Cytopenia levels for aiding establishment of the diagnosis of myelodysplastic syndromes

Peter L. Greenberg, Heinz Tuechler, Julie Schanz, Guillermo Sanz, Guillermo Garcia-Manero, Francesc Solé, John M. Bennett, David Bowen, Pierre Fenaux, Francois Dreyfus, Hagop Kantarjian, Andrea Kuendgen, Alessandro Levis, Luca Malcovati, Mario Cazzola, Jaroslav Cermak, Christa Fonatsch, Michelle M. Le Beau, Marilyn L. Slovak, Otto Krieger, Michael Luebbert, Jaroslaw Maciejewski, Silvia M. M. Magalhaes, Yasushi Miyazaki, Michael Pfeilstöcker, Mikkael Sekeres, Wolfgang R. Sperr, Reinhard Stauder, Sudhir Tauro, Peter Valent, Teresa Vallespi, Arjan A. van de Loosdrecht, Ulrich Germing and Detlef Haase

To the editor:

The recent article by Arber et al1 detailing the 2016 revision of the World Health Organization (WHO) classification of myeloid malignancies and AML was timely and germane. Regarding myelodysplastic syndromes (MDS), the authors indicate diagnostic criteria that include levels of dysplasia and cytopenias. They further indicated that ethnic variation should be taken into consideration in patients with borderline low neutrophil counts and that a diagnosis of MDS may still be made in “rare cases with milder levels of cytopenia” when definitive morphologic and/or cytogenetic features are present.1,2 The necessity of clarifying these criteria has major relevance, particularly with the advent of a recently described group of indolent hematopoietic disorders that may represent precursor states of MDS such as idiopathic cytopenia of unknown significance (ICUS),3-5 idiopathic dysplasia of unknown significance (IDUS),5,6 clonal hematopoiesis of unknown potential (CHIP),7 and clonal cytopenia of unknown significance (CCUS)4,8,9 that require distinction from MDS. It is recognized that ICUS is not necessarily myeloid (unrecognized lymphoid or plasma cell neoplasms may cause idiopathic cytopenias that may be classified initially as ICUS, and some patients with ICUS may eventuate into nonhematopoietic/reactive disorders such as immune dysregulation), whereas IDUS is a morphological alteration with many potential causes that do not necessarily influence hematopoiesis in terms of the number of generated cells.
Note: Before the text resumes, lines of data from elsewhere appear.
//! Optional paraphrasing step.
//!
//! Asks a generative-text model to keep only the informational content of a
//! comment (no greetings, names, signatures or disclaimers). Best-effort:
//! on any failure the input text is used unchanged.

use std::sync::Arc;

use async_trait::async_trait;
use serde::Serialize;
use tracing::{debug, warn};

use crate::error::ServiceError;

/// Instruction sent ahead of the comment text.
pub const PARAPHRASE_INSTRUCTION: &str = "Extract only the informational content from the message below. \
Remove the names of the sender and recipients, greetings, salutations, signatures, \
disclaimers and legal declarations. Do not add commentary. Return only the extracted content.";

/// Stop marker that keeps the model from continuing into another dialogue turn.
pub const STOP_SEQUENCE: &str = "User:";

/// A text-generation request.
#[derive(Debug, Clone, PartialEq, Serialize)]
pub struct GenerationRequest {
    pub prompt: String,
    pub max_tokens: u32,
    pub temperature: f32,
    pub stop_sequences: Vec<String>,
}

/// A managed generative-text model endpoint.
#[async_trait]
pub trait TextGenerator: Send + Sync {
    /// Run `request` against `model_id` and return the first generated text.
    async fn invoke(
        &self,
        model_id: &str,
        request: &GenerationRequest,
    ) -> Result<String, ServiceError>;
}

/// Paraphraser configuration.
#[derive(Debug, Clone)]
pub struct ParaphraseConfig {
    pub model_id: String,
    pub max_tokens: u32,
    pub temperature: f32,
}

impl Default for ParaphraseConfig {
    fn default() -> Self {
        Self {
            model_id: "amazon.titan-text-express-v1".to_string(),
            max_tokens: 512,
            temperature: 0.0,
        }
    }
}

/// Strips residual salutations and signatures with a [`TextGenerator`].
pub struct Paraphraser {
    generator: Arc<dyn TextGenerator>,
    config: ParaphraseConfig,
}

impl Paraphraser {
    pub fn new(generator: Arc<dyn TextGenerator>, config: ParaphraseConfig) -> Self {
        Self { generator, config }
    }

    /// Build the generation request for `text`.
    pub fn build_request(&self, text: &str) -> GenerationRequest {
        GenerationRequest {
            prompt: build_prompt(text),
            max_tokens: self.config.max_tokens,
            temperature: self.config.temperature,
            stop_sequences: vec![STOP_SEQUENCE.to_string()],
        }
    }

    /// Paraphrase `text`, falling back to it on failure or empty output.
    pub async fn paraphrase(&self, text: &str) -> String {
        let request = self.build_request(text);
        match self.generator.invoke(&self.config.model_id, &request).await {
            Ok(output) if !output.trim().is_empty() => {
                debug!(
                    model = %self.config.model_id,
                    before = text.len(),
                    after = output.len(),
                    "Paraphrased comment"
                );
                output.trim().to_string()
            }
            Ok(_) => {
                warn!(model = %self.config.model_id, "Paraphraser returned no text, keeping input");
                text.to_string()
            }
            Err(e) => {
                warn!(model = %self.config.model_id, error = %e, "Paraphrase failed, keeping input");
                text.to_string()
            }
        }
    }
}

/// Dialogue-style prompt: instruction and text as the user turn, then the bot turn.
pub fn build_prompt(text: &str) -> String {
    format!("User: {PARAPHRASE_INSTRUCTION}\n\n{text}\n\nBot:")
}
These entities have been reviewed in the current National Comprehensive Cancer Network MDS Practice Guidelines 1.2017.10

However, although the WHO perspective indicates that “cytopenia is a sine qua non for any MDS diagnosis,1” the recommended threshold levels of cytopenias it proposes for this purpose are those previously reported in the International Prognostic Scoring System (IPSS) risk stratification categorization that were used for prognostic but not diagnostic purposes (hemoglobin [Hb] 10 g/dL, absolute neutrophil count [ANC] 1.8 × 109/L, platelets 100 × 109/L).11 Table 1 provides data from the International Working Group for Prognosis in MDS (IWG-PM) database that was used to generate the Revised-IPSS12; if these cytopenia levels were used to diagnose MDS, 18% of MDS patients and 23% of those with <5% marrow blasts would lack any cytopenia and thus would not be classifiable as MDS. Using standard laboratory values for cytopenias (Hb <13 g/dL [males], <12 g/dL [females], ANC <1.8 × 109/L, platelets <150 × 109/L), the data demonstrated that only 1.8% patients evaluated in that study of 7012 MDS subjects would lack a cytopenia (1.3% of patients when nonproliferative chronic myelomonocytic leukemia patients were excluded). Of note, and relevant predominantly for patients with low marrow blast counts in the IWG-PM cohort, the patient's blood counts also needed to demonstrate ≥2 months of stable disease as a potential means of excluding other causes for the cytopenias.

Table 1

Cytopenias in MDS

Regarding our main point, it is of relevance that the MDS database (n = 816) used to generate the IPSS (Table 1)11 similarly demonstrated that 19% of these patients lacked a cytopenia if defined by the prognostic level cutpoints used by the WHO and also incorrectly would not have been considered to have MDS. Similar findings were found in an independent study using these cytopenic cutpoints.13 Prior investigations have demonstrated ethnic-, age-, and altitude-related differences in normal Hb levels14,15; ethnic-, age-, and sex-related differences in platelet levels16,17; and ethnic- and sex-related differences in platelet and white counts.18 Thus, being cognizant of these conditional blood count variations, we recommend that standard hematologic values be used to define cytopenias in MDS and believe a modification of the WHO definition of cytopenias as 1 of the criteria (in addition to definitive morphologic and/or cytogenetic findings) to diagnose MDS would be valuable and most accurate.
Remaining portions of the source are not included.